图6 Anti-A-ORF4-70 的纯化Fig.6 Purif ication of Anti-A-ORF4-70
图7 Anti-A-ORF4-70 IFA 验证Fig.7 IFA verif ication of Anti-A-ORF4-70
图8 Anti-A-ORF4-70 Western blot 验证Fig.8 Western blot verif ication of Anti-A-ORF4-70
单克隆抗体作为疾病的诊断工具,因其成本低廉,特异性高,拥有广泛的应用前景。GP4蛋白是参与PRRSV致病的主要结构蛋白[22]。作为典型的Ⅰ类跨膜蛋白,GP4在C-末端区域没有包质尾区,N末端的前22 aa包含独特疏水区,因此为了最大化GP4蛋白的表达效率及保证其抗原性,本研究在对GP4基因序列进行生物信息学分析的基础上,采取了截短序列并进行密码子优化。Costers等[23]发现GP4中的中和表位在体外对抗体具有高度敏感的选择性,而其产生的特异性中和抗体可能是PRRSV进化的驱动力[24],由此本研究所制备的GP4单克隆抗体可为后续中和表位的研究奠定基础。
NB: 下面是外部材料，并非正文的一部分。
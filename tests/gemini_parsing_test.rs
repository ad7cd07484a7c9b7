// ABOUTME: Tests for decoding Gemini generateContent responses and image payloads
// ABOUTME: Every malformed reply must surface as the single user-facing analysis failure
//
// SPDX-License-Identifier: MIT OR Apache-2.0
// Copyright (c) 2025 Pierre Fitness Intelligence

#![allow(clippy::unwrap_used, clippy::expect_used, clippy::panic)]
#![allow(missing_docs)]

use calippo::constants::analysis::USER_FACING_FAILURE;
use calippo::errors::ErrorCode;
use calippo::llm::{parse_generate_content_response, parse_nutrition_text, ImagePayload};
use serde_json::json;

fn envelope(text: &str) -> String {
    json!({
        "candidates": [{
            "content": { "role": "model", "parts": [{ "text": text }] },
            "finishReason": "STOP"
        }],
        "usageMetadata": { "totalTokenCount": 321 }
    })
    .to_string()
}

const RECORD: &str = r#"{
    "foodName": "Grilled chicken salad",
    "calories": 420,
    "protein": 38.5,
    "carbs": 12,
    "fat": 22,
    "description": "Lean protein with greens.",
    "healthScore": 88
}"#;

fn assert_analysis_failure(body: &str) {
    let err = parse_generate_content_response(body).unwrap_err();
    assert_eq!(err.code, ErrorCode::ExternalServiceError);
    assert_eq!(err.message, USER_FACING_FAILURE);
    assert!(err.details.is_some());
}

#[test]
fn test_parses_candidate_text() {
    let record = parse_generate_content_response(&envelope(RECORD)).unwrap();
    assert_eq!(record.food_name, "Grilled chicken salad");
    assert!((record.protein - 38.5).abs() < f64::EPSILON);
    assert!((record.health_score - 88.0).abs() < f64::EPSILON);
}

#[test]
fn test_joins_split_parts() {
    let (head, tail) = RECORD.split_at(40);
    let body = json!({
        "candidates": [{ "content": { "parts": [{ "text": head }, { "text": tail }] } }]
    })
    .to_string();
    let record = parse_generate_content_response(&body).unwrap();
    assert!((record.calories - 420.0).abs() < f64::EPSILON);
}

#[test]
fn test_missing_field_is_rejected() {
    let partial = r#"{"foodName":"Apple","calories":95,"protein":0.5,"carbs":25,"fat":0.3,"description":"Crunchy"}"#;
    assert!(parse_nutrition_text(partial).is_err());
    assert_analysis_failure(&envelope(partial));
}

#[test]
fn test_malformed_replies_are_rejected() {
    assert_analysis_failure("not json at all");
    assert_analysis_failure(r#"{"candidates": []}"#);
    assert_analysis_failure(r#"{"candidates": [{"finishReason": "SAFETY"}]}"#);
    assert_analysis_failure(&envelope("   "));
    assert_analysis_failure(&envelope("Sorry, I cannot see any food."));
    assert_analysis_failure(
        r#"{"error": {"code": 400, "message": "API key not valid", "status": "INVALID_ARGUMENT"}}"#,
    );
}

#[test]
fn test_image_payload_parsing() {
    let raw = ImagePayload::parse("aGVsbG8=").unwrap();
    assert_eq!(raw.mime_type(), "image/jpeg");
    assert_eq!(raw.base64(), "aGVsbG8=");

    let url = ImagePayload::parse("data:image/jpeg;base64,aGVsbG8=").unwrap();
    assert_eq!(url.mime_type(), "image/jpeg");
    assert_eq!(url.data_url(), "data:image/jpeg;base64,aGVsbG8=");
    assert_eq!(url, raw);

    for bad in [
        "",
        "data:image/jpeg;base64,",
        "data:image/png;base64,aGVsbG8=",
        "data:image/webp;base64,aGVsbG8=",
        "data:text/plain;base64,aGVsbG8=",
        "data:image/png,aGVsbG8=",
        "***not base64***",
    ] {
        let err = ImagePayload::parse(bad).unwrap_err();
        assert_eq!(err.code, ErrorCode::InvalidInput, "{bad}");
    }
}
于洁等[25]原核表达并纯化PRRSV N蛋白免疫小鼠,制备获得4株阳性杂交瘤细胞株,均能与PRRSV特异性反应。周艳君等[26]利用PRRSV CH-1a株浓缩的病毒抗原免疫小鼠,取脾细胞与SP2/0骨髓瘤细胞进行融合,共筛选到16株能稳定分泌抗体的单细胞克隆株,且都是针对PRRSV的特异性抗体。刘梦莹等[27]利用PRRSV SD53株超离病毒免疫小鼠,采用PRRSV SD53株和真核表达的PRRSV各结构蛋白作为检测抗原,筛选到1株稳定分泌抗SD53株GP4蛋白的杂交瘤细胞株(LM26),并鉴定出LM26识别的抗原表位,且该抗原表位在美洲型PRRSV中相对保守。Chen等[28]表达并纯化重组GP4蛋白,经过噬菌体展示和筛选,可进行PRRSV与其他病毒的鉴别诊断,同时在筛选噬菌体上展示的外源肽显示出对GP4蛋白的高亲和力,并在体外对PRRSV渗透具有显著的抑制作用。GP4单克隆抗体不仅可以用于抗原的检测,对于PRRSV相关的机理研究也有着重要作用。
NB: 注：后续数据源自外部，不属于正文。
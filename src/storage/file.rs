// ABOUTME: Durable key-value store persisted as a single JSON document on disk
// ABOUTME: Writes go to a unique temp file renamed into place under an exclusive file lock
//
// SPDX-License-Identifier: MIT OR Apache-2.0
// Copyright (c) 2025 Pierre Fitness Intelligence

use std::collections::{BTreeMap, HashMap};
use std::io::ErrorKind;
use std::path::{Path, PathBuf};
use std::sync::atomic::{AtomicU64, Ordering};
use std::sync::{Arc, OnceLock, PoisonError};

use async_trait::async_trait;
use fs4::fs_std::FileExt;
use serde::{Deserialize, Serialize};
use tokio::fs;
use tokio::sync::{Mutex, OwnedMutexGuard};
use tracing::{debug, warn};

use super::{CasOutcome, KeyValueStore, VersionedValue};
use crate::constants::storage_keys::{STORE_FILE_NAME, STORE_LOCK_FILE_NAME};
use crate::errors::{AppResult, StorageError};

/// In-process locks keyed by canonical store path
static PATH_LOCKS: OnceLock<std::sync::Mutex<HashMap<PathBuf, Arc<Mutex<()>>>>> =
    OnceLock::new();

static TEMP_COUNTER: AtomicU64 = AtomicU64::new(0);

fn process_lock(path: &Path) -> Arc<Mutex<()>> {
    let registry = PATH_LOCKS.get_or_init(Default::default);
    let mut locks = registry.lock().unwrap_or_else(PoisonError::into_inner);
    Arc::clone(locks.entry(path.to_path_buf()).or_default())
}

/// Held for a whole load-compare-persist cycle
///
/// The OS lock is released when the file closes, before the in-process
/// guard is dropped.
struct StoreGuard {
    _file: std::fs::File,
    _local: OwnedMutexGuard<()>,
}

/// On-disk layout of the store
#[derive(Debug, Default, Serialize, Deserialize)]
struct StoreDocument {
    last_version: u64,
    entries: BTreeMap<String, VersionedValue>,
}

impl StoreDocument {
    fn next_version(&mut self) -> u64 {
        self.last_version += 1;
        self.last_version
    }
}

/// JSON-file store
///
/// Every operation reads the whole document under an exclusive lock on a
/// sidecar file, so handles opened on the same directory (in this process
/// or another) serialize their read-modify-write cycles and observe each
/// other's writes.
#[derive(Debug, Clone)]
pub struct FileStore {
    path: PathBuf,
    lock_path: PathBuf,
    lock: Arc<Mutex<()>>,
}

impl FileStore {
    /// Open (or lazily create) the store document inside `data_dir`
    ///
    /// # Errors
    ///
    /// Returns an error if the directory cannot be created
    pub async fn open(data_dir: impl AsRef<Path>) -> AppResult<Self> {
        let data_dir = data_dir.as_ref();
        fs::create_dir_all(data_dir)
            .await
            .map_err(|source| StorageError::Io {
                path: data_dir.display().to_string(),
                source,
            })?;
        let data_dir = fs::canonicalize(data_dir)
            .await
            .map_err(|source| StorageError::Io {
                path: data_dir.display().to_string(),
                source,
            })?;
        let path = data_dir.join(STORE_FILE_NAME);
        debug!(path = %path.display(), "Opened file store");
        Ok(Self {
            lock: process_lock(&path),
            lock_path: data_dir.join(STORE_LOCK_FILE_NAME),
            path,
        })
    }

    /// Location of the store document
    #[must_use]
    pub fn path(&self) -> &Path {
        &self.path
    }

    fn io_error(&self, source: std::io::Error) -> StorageError {
        StorageError::Io {
            path: self.path.display().to_string(),
            source,
        }
    }

    async fn acquire(&self) -> AppResult<StoreGuard> {
        let local = Arc::clone(&self.lock).lock_owned().await;
        let lock_path = self.lock_path.clone();
        let file = tokio::task::spawn_blocking(move || -> std::io::Result<std::fs::File> {
            let file = std::fs::OpenOptions::new()
                .create(true)
                .truncate(false)
                .write(true)
                .open(&lock_path)?;
            FileExt::lock_exclusive(&file)?;
            Ok(file)
        })
        .await
        .map_err(std::io::Error::other)
        .and_then(|locked| locked)
        .map_err(|source| StorageError::Io {
            path: self.lock_path.display().to_string(),
            source,
        })?;
        Ok(StoreGuard {
            _file: file,
            _local: local,
        })
    }

    async fn load(&self) -> AppResult<StoreDocument> {
        match fs::read(&self.path).await {
            Ok(bytes) if bytes.is_empty() => Ok(StoreDocument::default()),
            Ok(bytes) => serde_json::from_slice(&bytes).map_err(|e| {
                StorageError::Corrupt(format!("{}: {e}", self.path.display())).into()
            }),
            Err(e) if e.kind() == ErrorKind::NotFound => Ok(StoreDocument::default()),
            Err(e) => Err(self.io_error(e).into()),
        }
    }

    async fn persist(&self, document: &StoreDocument) -> AppResult<()> {
        let bytes = serde_json::to_vec_pretty(document).map_err(|source| {
            StorageError::Serialization {
                key: STORE_FILE_NAME.to_owned(),
                source,
            }
        })?;
        let temp = self.path.with_file_name(format!(
            "{STORE_FILE_NAME}.{}.{}.tmp",
            std::process::id(),
            TEMP_COUNTER.fetch_add(1, Ordering::Relaxed)
        ));
        if let Err(e) = fs::write(&temp, bytes).await {
            let _ = fs::remove_file(&temp).await;
            return Err(self.io_error(e).into());
        }
        if let Err(e) = fs::rename(&temp, &self.path).await {
            warn!(temp = %temp.display(), error = %e, "Failed to move store document into place");
            let _ = fs::remove_file(&temp).await;
            return Err(self.io_error(e).into());
        }
        Ok(())
    }
}

#[async_trait]
impl KeyValueStore for FileStore {
    async fn get(&self, key: &str) -> AppResult<Option<VersionedValue>> {
        let _guard = self.acquire().await?;
        let mut document = self.load().await?;
        Ok(document.entries.remove(key))
    }

    async fn set(&self, key: &str, value: String) -> AppResult<u64> {
        let _guard = self.acquire().await?;
        let mut document = self.load().await?;
        let version = document.next_version();
        document
            .entries
            .insert(key.to_owned(), VersionedValue { value, version });
        self.persist(&document).await?;
        Ok(version)
    }

    async fn remove(&self, key: &str) -> AppResult<bool> {
        let _guard = self.acquire().await?;
        let mut document = self.load().await?;
        if document.entries.remove(key).is_none() {
            return Ok(false);
        }
        self.persist(&document).await?;
        Ok(true)
    }

    async fn compare_and_swap(
        &self,
        key: &str,
        expected: Option<u64>,
        value: String,
    ) -> AppResult<CasOutcome> {
        let _guard = self.acquire().await?;
        let mut document = self.load().await?;
        let current = document.entries.get(key).map(|entry| entry.version);
        if current != expected {
            return Ok(CasOutcome::Conflict { current });
        }
        let version = document.next_version();
        document
            .entries
            .insert(key.to_owned(), VersionedValue { value, version });
        self.persist(&document).await?;
        Ok(CasOutcome::Applied { version })
    }

    fn backend_name(&self) -> &'static str {
        "file"
    }
}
本研究将PRRSV ORF4序列合成后克隆入pET-32a原核表达载体,经诱导表达获得了大小为30 kDa的GP4蛋白,该蛋白为可溶表达且表达量高。纯化后免疫小鼠制备单克隆抗体,共筛选出4株阳性杂交瘤细胞株,分别为6、21、60、70号,并选择70号阳性杂交瘤细胞株进行单克隆抗体的制备。IFA及Western blot结果表明,所制备单克隆抗体特异性强,可用于PRRSV的检测及诊断试剂的研制。